_Work order_
Extract all lines from the data beneath that include the word "configs".

Stored data
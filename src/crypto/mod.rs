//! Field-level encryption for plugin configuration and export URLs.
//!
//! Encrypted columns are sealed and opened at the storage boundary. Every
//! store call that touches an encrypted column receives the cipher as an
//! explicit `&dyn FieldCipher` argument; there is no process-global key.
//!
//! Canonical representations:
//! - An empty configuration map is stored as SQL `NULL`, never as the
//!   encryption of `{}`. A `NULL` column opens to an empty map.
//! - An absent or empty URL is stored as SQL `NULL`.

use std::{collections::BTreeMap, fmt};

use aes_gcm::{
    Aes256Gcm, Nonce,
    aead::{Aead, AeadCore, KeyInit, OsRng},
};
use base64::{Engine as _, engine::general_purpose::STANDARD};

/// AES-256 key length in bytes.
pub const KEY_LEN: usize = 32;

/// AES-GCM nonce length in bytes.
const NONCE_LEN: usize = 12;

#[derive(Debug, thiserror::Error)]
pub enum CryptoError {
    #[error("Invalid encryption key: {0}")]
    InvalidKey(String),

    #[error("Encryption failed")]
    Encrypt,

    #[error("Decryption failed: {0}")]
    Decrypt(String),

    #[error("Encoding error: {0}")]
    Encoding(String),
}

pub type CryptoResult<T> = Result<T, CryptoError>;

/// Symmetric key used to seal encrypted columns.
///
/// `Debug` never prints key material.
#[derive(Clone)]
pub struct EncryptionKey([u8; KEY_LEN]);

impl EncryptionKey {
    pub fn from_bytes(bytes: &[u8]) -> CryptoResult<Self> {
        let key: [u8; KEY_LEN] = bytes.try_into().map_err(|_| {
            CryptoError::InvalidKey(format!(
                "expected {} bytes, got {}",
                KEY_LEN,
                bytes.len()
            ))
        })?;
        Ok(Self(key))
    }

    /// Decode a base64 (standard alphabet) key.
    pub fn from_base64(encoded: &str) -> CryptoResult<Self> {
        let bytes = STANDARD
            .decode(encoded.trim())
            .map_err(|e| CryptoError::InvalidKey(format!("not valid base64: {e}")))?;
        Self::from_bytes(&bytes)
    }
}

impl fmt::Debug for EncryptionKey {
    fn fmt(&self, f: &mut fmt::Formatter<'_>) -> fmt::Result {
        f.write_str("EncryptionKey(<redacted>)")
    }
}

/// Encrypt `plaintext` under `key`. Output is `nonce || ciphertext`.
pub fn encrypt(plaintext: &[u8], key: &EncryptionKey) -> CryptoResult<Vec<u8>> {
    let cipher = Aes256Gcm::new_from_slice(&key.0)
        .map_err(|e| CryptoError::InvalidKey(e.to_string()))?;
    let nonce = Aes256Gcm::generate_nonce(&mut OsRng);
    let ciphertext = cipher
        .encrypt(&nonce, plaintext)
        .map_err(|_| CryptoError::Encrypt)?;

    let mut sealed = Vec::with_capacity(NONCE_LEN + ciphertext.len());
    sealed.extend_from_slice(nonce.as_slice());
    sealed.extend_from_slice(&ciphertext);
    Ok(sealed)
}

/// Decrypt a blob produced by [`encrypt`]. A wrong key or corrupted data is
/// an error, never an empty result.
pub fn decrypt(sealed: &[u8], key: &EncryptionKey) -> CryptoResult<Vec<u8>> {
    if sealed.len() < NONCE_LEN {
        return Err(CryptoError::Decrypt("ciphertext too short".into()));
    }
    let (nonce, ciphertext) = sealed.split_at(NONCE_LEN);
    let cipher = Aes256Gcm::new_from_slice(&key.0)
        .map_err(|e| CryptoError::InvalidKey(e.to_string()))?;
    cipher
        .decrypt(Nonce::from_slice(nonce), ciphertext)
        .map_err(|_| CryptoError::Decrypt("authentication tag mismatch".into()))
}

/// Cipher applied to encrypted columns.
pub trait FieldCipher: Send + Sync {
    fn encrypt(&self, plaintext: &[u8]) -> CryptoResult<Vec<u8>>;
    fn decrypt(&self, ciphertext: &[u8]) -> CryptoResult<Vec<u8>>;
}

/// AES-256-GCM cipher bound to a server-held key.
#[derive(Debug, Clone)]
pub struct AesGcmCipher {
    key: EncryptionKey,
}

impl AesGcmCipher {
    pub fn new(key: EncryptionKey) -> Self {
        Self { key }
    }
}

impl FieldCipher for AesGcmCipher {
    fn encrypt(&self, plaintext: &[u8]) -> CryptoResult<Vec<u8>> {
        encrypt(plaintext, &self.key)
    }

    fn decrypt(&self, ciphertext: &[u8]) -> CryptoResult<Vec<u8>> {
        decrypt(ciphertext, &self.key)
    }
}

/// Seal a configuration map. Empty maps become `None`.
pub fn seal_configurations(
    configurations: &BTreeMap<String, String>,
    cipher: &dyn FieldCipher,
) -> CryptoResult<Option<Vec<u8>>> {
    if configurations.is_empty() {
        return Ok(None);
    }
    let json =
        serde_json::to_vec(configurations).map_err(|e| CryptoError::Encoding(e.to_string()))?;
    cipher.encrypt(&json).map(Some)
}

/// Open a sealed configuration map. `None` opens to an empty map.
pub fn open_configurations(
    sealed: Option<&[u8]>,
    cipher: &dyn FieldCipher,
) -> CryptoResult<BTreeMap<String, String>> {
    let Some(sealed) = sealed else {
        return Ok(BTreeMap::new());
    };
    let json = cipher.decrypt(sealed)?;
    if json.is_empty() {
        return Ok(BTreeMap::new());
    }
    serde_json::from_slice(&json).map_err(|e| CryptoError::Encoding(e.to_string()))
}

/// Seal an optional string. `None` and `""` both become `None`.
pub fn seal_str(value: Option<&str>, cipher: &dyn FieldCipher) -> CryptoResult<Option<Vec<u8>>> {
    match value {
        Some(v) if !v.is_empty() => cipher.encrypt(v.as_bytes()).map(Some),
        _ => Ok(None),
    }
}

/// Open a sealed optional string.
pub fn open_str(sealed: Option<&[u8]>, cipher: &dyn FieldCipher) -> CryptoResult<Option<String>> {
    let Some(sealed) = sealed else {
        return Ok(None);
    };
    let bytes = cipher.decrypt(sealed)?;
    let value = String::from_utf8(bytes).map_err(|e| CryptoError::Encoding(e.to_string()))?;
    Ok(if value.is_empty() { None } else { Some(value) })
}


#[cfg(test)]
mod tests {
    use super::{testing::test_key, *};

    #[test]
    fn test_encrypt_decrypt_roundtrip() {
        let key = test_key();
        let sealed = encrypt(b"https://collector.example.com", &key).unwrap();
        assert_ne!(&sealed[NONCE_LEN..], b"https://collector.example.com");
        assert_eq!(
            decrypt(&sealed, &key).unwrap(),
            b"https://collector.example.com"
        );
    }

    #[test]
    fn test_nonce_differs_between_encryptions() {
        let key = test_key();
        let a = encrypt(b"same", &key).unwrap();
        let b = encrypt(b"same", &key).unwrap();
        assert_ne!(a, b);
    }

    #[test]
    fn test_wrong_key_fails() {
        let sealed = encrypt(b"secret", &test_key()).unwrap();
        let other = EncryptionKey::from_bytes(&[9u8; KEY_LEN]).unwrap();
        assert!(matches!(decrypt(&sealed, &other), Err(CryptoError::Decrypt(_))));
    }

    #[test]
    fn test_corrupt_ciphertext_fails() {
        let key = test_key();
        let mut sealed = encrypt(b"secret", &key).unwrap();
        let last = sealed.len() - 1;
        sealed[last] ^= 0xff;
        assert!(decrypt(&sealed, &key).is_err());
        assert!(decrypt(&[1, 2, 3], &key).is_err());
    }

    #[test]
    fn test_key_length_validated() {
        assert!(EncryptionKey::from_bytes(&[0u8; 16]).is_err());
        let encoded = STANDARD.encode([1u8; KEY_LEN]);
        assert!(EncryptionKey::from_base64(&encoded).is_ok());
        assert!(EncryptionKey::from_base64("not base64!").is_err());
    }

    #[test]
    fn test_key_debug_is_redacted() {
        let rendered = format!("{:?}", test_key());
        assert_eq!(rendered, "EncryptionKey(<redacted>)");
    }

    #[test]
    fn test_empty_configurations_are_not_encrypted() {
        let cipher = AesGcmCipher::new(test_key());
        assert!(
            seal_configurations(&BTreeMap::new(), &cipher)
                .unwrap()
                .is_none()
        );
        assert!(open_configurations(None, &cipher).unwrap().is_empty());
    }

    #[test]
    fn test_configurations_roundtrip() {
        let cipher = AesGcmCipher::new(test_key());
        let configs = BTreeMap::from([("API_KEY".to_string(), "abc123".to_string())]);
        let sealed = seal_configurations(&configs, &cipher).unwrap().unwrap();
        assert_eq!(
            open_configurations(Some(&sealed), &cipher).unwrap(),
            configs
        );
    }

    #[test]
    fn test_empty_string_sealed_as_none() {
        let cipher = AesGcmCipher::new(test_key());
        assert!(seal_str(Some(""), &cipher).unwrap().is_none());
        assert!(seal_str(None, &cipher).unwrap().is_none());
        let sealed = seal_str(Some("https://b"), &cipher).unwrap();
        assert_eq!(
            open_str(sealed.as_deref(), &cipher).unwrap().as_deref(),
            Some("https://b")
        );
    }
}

_Task response_
        let configs = BTreeMap::from([("API_KEY".to_string(), "abc123".to_string())]);
        let sealed = seal_configurations(&configs, &cipher).unwrap().unwrap();
            configs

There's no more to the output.